┌─ Data shown

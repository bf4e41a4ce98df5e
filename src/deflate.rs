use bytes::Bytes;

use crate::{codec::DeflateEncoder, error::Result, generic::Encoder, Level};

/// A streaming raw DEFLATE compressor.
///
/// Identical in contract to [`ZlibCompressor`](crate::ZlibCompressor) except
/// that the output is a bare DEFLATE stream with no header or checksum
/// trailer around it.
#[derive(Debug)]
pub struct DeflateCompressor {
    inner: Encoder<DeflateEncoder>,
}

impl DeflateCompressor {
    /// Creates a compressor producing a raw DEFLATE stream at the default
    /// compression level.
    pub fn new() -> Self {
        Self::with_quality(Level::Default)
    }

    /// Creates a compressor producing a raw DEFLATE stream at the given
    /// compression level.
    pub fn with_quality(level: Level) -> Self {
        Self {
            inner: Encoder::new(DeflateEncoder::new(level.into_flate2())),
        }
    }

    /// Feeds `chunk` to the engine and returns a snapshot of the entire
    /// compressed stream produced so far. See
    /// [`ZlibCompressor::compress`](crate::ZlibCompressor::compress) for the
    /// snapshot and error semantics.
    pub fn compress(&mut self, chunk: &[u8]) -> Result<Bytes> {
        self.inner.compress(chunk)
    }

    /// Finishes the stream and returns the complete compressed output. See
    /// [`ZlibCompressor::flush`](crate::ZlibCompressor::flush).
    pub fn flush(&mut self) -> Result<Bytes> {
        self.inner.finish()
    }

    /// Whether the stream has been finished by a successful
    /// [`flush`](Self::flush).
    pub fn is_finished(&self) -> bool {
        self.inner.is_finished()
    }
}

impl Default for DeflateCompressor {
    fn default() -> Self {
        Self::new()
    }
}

└─
┌─ Data shown

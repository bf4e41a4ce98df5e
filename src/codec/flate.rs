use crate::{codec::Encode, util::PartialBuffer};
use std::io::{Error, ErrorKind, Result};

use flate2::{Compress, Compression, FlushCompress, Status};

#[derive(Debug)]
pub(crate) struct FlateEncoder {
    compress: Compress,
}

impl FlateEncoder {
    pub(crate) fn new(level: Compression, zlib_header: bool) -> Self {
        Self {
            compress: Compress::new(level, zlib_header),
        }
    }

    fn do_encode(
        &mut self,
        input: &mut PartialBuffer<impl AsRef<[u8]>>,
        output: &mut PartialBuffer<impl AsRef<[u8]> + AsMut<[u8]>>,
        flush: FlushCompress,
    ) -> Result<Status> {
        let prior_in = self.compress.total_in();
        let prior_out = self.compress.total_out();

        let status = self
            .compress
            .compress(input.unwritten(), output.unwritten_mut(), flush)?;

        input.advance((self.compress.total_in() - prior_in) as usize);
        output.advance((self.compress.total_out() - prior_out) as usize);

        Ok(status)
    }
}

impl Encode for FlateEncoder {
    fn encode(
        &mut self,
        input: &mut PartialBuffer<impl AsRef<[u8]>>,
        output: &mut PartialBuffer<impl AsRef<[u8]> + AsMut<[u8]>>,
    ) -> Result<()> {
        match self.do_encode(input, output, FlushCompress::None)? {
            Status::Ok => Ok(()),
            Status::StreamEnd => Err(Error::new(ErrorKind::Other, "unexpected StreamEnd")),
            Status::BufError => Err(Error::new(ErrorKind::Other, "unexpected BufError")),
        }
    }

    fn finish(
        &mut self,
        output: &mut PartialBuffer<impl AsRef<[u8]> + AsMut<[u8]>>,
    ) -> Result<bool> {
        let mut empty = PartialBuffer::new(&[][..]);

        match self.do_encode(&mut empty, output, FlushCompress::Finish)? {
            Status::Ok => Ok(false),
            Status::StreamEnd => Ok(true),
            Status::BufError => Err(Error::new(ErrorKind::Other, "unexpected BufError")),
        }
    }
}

└─
┌─ Data shown

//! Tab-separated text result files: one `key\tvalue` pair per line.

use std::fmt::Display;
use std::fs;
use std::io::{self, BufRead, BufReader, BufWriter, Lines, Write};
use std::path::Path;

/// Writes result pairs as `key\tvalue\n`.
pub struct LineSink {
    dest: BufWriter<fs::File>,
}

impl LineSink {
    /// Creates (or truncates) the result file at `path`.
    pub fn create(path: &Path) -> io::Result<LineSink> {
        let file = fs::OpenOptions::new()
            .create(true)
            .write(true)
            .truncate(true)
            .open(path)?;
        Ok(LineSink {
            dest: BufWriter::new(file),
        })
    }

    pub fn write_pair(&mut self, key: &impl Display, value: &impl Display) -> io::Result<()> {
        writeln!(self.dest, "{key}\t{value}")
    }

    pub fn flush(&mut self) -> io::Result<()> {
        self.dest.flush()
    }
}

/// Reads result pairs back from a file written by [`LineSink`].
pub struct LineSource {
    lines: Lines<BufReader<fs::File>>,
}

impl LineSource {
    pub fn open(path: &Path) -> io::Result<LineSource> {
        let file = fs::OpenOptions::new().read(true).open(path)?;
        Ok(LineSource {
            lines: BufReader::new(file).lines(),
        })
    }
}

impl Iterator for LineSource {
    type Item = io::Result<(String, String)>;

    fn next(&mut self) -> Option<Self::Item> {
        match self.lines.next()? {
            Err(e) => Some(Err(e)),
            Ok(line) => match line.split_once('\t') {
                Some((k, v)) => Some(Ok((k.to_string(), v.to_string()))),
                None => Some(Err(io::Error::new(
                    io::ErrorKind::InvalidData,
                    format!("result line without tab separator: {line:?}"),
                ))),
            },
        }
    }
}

└─

- [Exercise] Return each line from the data where the string "DeflateCompressor" can be found.

- [Solution to the exercise]
pub struct DeflateCompressor {
impl DeflateCompressor {
impl Default for DeflateCompressor {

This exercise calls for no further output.